Stored data entries:
####################

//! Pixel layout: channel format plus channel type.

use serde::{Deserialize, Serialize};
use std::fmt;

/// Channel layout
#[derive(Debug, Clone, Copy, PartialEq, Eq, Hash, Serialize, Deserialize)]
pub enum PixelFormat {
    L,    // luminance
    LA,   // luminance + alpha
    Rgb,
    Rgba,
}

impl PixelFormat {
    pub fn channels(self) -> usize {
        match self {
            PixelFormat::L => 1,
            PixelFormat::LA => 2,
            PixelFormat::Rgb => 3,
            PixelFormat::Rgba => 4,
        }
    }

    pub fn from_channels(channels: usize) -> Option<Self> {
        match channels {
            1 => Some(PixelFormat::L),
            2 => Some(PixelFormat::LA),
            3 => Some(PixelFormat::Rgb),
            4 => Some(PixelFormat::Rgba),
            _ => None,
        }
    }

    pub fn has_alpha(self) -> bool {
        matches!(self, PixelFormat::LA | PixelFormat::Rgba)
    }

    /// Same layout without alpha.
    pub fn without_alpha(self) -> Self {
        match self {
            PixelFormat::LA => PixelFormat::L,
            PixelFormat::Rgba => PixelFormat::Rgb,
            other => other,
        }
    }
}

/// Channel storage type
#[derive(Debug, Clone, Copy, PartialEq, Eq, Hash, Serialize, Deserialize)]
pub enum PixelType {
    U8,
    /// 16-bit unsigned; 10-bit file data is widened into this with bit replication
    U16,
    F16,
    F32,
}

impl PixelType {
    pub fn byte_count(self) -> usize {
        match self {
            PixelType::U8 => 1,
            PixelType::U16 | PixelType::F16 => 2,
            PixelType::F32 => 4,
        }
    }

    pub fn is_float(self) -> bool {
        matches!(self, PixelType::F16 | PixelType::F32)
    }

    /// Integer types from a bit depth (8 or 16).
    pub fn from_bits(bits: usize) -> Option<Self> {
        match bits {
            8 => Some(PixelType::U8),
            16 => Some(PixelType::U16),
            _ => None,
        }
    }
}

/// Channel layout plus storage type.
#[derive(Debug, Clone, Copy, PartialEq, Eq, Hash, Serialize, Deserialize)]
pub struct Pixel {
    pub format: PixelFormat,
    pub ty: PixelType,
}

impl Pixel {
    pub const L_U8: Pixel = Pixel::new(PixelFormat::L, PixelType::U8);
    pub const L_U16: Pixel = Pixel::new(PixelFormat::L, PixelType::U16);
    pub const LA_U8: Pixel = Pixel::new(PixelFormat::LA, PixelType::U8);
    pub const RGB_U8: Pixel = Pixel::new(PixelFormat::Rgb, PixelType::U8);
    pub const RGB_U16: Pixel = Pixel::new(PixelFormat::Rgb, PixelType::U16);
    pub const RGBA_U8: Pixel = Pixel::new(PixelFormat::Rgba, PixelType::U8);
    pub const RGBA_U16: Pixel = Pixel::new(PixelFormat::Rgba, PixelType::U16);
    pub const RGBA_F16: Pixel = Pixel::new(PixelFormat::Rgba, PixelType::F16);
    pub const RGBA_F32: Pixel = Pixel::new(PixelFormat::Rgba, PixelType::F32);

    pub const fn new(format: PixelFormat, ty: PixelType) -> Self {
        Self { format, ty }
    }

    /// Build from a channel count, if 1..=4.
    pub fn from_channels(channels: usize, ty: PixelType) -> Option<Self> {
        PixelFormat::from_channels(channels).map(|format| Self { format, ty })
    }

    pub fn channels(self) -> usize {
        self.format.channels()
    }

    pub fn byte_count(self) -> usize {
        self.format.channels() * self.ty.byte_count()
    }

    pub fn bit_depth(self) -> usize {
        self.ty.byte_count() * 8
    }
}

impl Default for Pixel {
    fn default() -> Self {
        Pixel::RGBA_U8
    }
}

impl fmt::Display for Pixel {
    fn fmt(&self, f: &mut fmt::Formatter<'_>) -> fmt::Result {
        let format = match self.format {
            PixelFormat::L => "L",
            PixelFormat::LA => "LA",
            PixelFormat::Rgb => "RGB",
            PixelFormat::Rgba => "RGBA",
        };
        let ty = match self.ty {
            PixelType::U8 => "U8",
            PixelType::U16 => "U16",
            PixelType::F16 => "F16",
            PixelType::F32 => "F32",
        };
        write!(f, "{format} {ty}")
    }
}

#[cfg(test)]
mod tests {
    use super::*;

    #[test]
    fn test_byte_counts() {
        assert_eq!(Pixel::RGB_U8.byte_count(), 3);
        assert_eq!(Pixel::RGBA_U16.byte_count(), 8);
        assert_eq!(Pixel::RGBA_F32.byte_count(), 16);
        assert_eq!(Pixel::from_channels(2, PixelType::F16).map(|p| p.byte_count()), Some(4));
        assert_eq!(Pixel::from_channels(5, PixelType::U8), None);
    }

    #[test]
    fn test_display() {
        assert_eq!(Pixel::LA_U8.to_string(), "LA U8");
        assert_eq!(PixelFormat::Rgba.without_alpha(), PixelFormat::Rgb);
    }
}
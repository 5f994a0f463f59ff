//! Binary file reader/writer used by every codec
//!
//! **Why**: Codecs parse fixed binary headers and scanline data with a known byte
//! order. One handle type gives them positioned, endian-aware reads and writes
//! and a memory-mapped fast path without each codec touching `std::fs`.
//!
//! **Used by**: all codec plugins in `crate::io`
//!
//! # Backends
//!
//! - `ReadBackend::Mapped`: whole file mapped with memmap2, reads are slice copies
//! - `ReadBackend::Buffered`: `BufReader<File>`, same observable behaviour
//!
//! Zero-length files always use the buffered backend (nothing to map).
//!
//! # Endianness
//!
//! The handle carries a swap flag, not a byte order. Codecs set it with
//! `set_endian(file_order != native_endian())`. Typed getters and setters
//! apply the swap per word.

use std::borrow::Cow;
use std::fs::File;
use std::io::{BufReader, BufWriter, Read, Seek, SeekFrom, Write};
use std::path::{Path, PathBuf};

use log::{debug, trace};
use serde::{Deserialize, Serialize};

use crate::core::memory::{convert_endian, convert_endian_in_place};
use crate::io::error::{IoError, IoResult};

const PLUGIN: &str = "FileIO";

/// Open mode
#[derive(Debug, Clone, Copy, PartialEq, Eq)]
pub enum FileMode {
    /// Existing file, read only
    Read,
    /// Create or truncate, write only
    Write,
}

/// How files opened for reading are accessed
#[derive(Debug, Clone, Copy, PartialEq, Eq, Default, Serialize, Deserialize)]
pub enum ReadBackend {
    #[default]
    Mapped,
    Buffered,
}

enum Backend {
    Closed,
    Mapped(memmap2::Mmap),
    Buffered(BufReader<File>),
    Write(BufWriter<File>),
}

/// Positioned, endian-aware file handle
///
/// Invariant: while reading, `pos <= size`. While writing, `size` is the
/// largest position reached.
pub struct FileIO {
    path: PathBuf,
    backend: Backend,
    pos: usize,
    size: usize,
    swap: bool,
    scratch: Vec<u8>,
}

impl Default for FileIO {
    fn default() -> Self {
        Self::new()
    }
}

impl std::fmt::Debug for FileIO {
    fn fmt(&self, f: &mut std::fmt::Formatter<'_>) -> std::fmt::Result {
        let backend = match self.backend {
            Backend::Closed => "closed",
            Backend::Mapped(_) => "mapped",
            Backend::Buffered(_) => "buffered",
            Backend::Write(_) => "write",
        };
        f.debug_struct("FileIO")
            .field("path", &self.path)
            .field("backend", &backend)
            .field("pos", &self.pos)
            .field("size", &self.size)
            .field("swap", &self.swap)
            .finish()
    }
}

####################

Problem requirements: A complete, exact transcription of the data above is the required answer.

Solution to the exercise:
//! Pixel layout: channel format plus channel type.

use serde::{Deserialize, Serialize};
use std::fmt;

/// Channel layout
#[derive(Debug, Clone, Copy, PartialEq, Eq, Hash, Serialize, Deserialize)]
pub enum PixelFormat {
    L,    // luminance
    LA,   // luminance + alpha
    Rgb,
    Rgba,
}

impl PixelFormat {
    pub fn channels(self) -> usize {
        match self {
            PixelFormat::L => 1,
            PixelFormat::LA => 2,
            PixelFormat::Rgb => 3,
            PixelFormat::Rgba => 4,
        }
    }

    pub fn from_channels(channels: usize) -> Option<Self> {
        match channels {
            1 => Some(PixelFormat::L),
            2 => Some(PixelFormat::LA),
            3 => Some(PixelFormat::Rgb),
            4 => Some(PixelFormat::Rgba),
            _ => None,
        }
    }

    pub fn has_alpha(self) -> bool {
        matches!(self, PixelFormat::LA | PixelFormat::Rgba)
    }

    /// Same layout without alpha.
    pub fn without_alpha(self) -> Self {
        match self {
            PixelFormat::LA => PixelFormat::L,
            PixelFormat::Rgba => PixelFormat::Rgb,
            other => other,
        }
    }
}

/// Channel storage type
#[derive(Debug, Clone, Copy, PartialEq, Eq, Hash, Serialize, Deserialize)]
pub enum PixelType {
    U8,
    /// 16-bit unsigned; 10-bit file data is widened into this with bit replication
    U16,
    F16,
    F32,
}

impl PixelType {
    pub fn byte_count(self) -> usize {
        match self {
            PixelType::U8 => 1,
            PixelType::U16 | PixelType::F16 => 2,
            PixelType::F32 => 4,
        }
    }

    pub fn is_float(self) -> bool {
        matches!(self, PixelType::F16 | PixelType::F32)
    }

    /// Integer types from a bit depth (8 or 16).
    pub fn from_bits(bits: usize) -> Option<Self> {
        match bits {
            8 => Some(PixelType::U8),
            16 => Some(PixelType::U16),
            _ => None,
        }
    }
}

/// Channel layout plus storage type.
#[derive(Debug, Clone, Copy, PartialEq, Eq, Hash, Serialize, Deserialize)]
pub struct Pixel {
    pub format: PixelFormat,
    pub ty: PixelType,
}

impl Pixel {
    pub const L_U8: Pixel = Pixel::new(PixelFormat::L, PixelType::U8);
    pub const L_U16: Pixel = Pixel::new(PixelFormat::L, PixelType::U16);
    pub const LA_U8: Pixel = Pixel::new(PixelFormat::LA, PixelType::U8);
    pub const RGB_U8: Pixel = Pixel::new(PixelFormat::Rgb, PixelType::U8);
    pub const RGB_U16: Pixel = Pixel::new(PixelFormat::Rgb, PixelType::U16);
    pub const RGBA_U8: Pixel = Pixel::new(PixelFormat::Rgba, PixelType::U8);
    pub const RGBA_U16: Pixel = Pixel::new(PixelFormat::Rgba, PixelType::U16);
    pub const RGBA_F16: Pixel = Pixel::new(PixelFormat::Rgba, PixelType::F16);
    pub const RGBA_F32: Pixel = Pixel::new(PixelFormat::Rgba, PixelType::F32);

    pub const fn new(format: PixelFormat, ty: PixelType) -> Self {
        Self { format, ty }
    }

    /// Build from a channel count, if 1..=4.
    pub fn from_channels(channels: usize, ty: PixelType) -> Option<Self> {
        PixelFormat::from_channels(channels).map(|format| Self { format, ty })
    }

    pub fn channels(self) -> usize {
        self.format.channels()
    }

    pub fn byte_count(self) -> usize {
        self.format.channels() * self.ty.byte_count()
    }

    pub fn bit_depth(self) -> usize {
        self.ty.byte_count() * 8
    }
}

impl Default for Pixel {
    fn default() -> Self {
        Pixel::RGBA_U8
    }
}

impl fmt::Display for Pixel {
    fn fmt(&self, f: &mut fmt::Formatter<'_>) -> fmt::Result {
        let format = match self.format {
            PixelFormat::L => "L",
            PixelFormat::LA => "LA",
            PixelFormat::Rgb => "RGB",
            PixelFormat::Rgba => "RGBA",
        };
        let ty = match self.ty {
            PixelType::U8 => "U8",
            PixelType::U16 => "U16",
            PixelType::F16 => "F16",
            PixelType::F32 => "F32",
        };
        write!(f, "{format} {ty}")
    }
}

#[cfg(test)]
mod tests {
    use super::*;

    #[test]
    fn test_byte_counts() {
        assert_eq!(Pixel::RGB_U8.byte_count(), 3);
        assert_eq!(Pixel::RGBA_U16.byte_count(), 8);
        assert_eq!(Pixel::RGBA_F32.byte_count(), 16);
        assert_eq!(Pixel::from_channels(2, PixelType::F16).map(|p| p.byte_count()), Some(4));
        assert_eq!(Pixel::from_channels(5, PixelType::U8), None);
    }

    #[test]
    fn test_display() {
        assert_eq!(Pixel::LA_U8.to_string(), "LA U8");
        assert_eq!(PixelFormat::Rgba.without_alpha(), PixelFormat::Rgb);
    }
}
repository 5f994a0f463f59ff
//! Binary file reader/writer used by every codec
//!
//! **Why**: Codecs parse fixed binary headers and scanline data with a known byte
//! order. One handle type gives them positioned, endian-aware reads and writes
//! and a memory-mapped fast path without each codec touching `std::fs`.
//!
//! **Used by**: all codec plugins in `crate::io`
//!
//! # Backends
//!
//! - `ReadBackend::Mapped`: whole file mapped with memmap2, reads are slice copies
//! - `ReadBackend::Buffered`: `BufReader<File>`, same observable behaviour
//!
//! Zero-length files always use the buffered backend (nothing to map).
//!
//! # Endianness
//!
//! The handle carries a swap flag, not a byte order. Codecs set it with
//! `set_endian(file_order != native_endian())`. Typed getters and setters
//! apply the swap per word.

use std::borrow::Cow;
use std::fs::File;
use std::io::{BufReader, BufWriter, Read, Seek, SeekFrom, Write};
use std::path::{Path, PathBuf};

use log::{debug, trace};
use serde::{Deserialize, Serialize};

use crate::core::memory::{convert_endian, convert_endian_in_place};
use crate::io::error::{IoError, IoResult};

const PLUGIN: &str = "FileIO";

/// Open mode
#[derive(Debug, Clone, Copy, PartialEq, Eq)]
pub enum FileMode {
    /// Existing file, read only
    Read,
    /// Create or truncate, write only
    Write,
}

/// How files opened for reading are accessed
#[derive(Debug, Clone, Copy, PartialEq, Eq, Default, Serialize, Deserialize)]
pub enum ReadBackend {
    #[default]
    Mapped,
    Buffered,
}

enum Backend {
    Closed,
    Mapped(memmap2::Mmap),
    Buffered(BufReader<File>),
    Write(BufWriter<File>),
}

/// Positioned, endian-aware file handle
///
/// Invariant: while reading, `pos <= size`. While writing, `size` is the
/// largest position reached.
pub struct FileIO {
    path: PathBuf,
    backend: Backend,
    pos: usize,
    size: usize,
    swap: bool,
    scratch: Vec<u8>,
}

impl Default for FileIO {
    fn default() -> Self {
        Self::new()
    }
}

impl std::fmt::Debug for FileIO {
    fn fmt(&self, f: &mut std::fmt::Formatter<'_>) -> std::fmt::Result {
        let backend = match self.backend {
            Backend::Closed => "closed",
            Backend::Mapped(_) => "mapped",
            Backend::Buffered(_) => "buffered",
            Backend::Write(_) => "write",
        };
        f.debug_struct("FileIO")
            .field("path", &self.path)
            .field("backend", &backend)
            .field("pos", &self.pos)
            .field("size", &self.size)
            .field("swap", &self.swap)
            .finish()
    }
}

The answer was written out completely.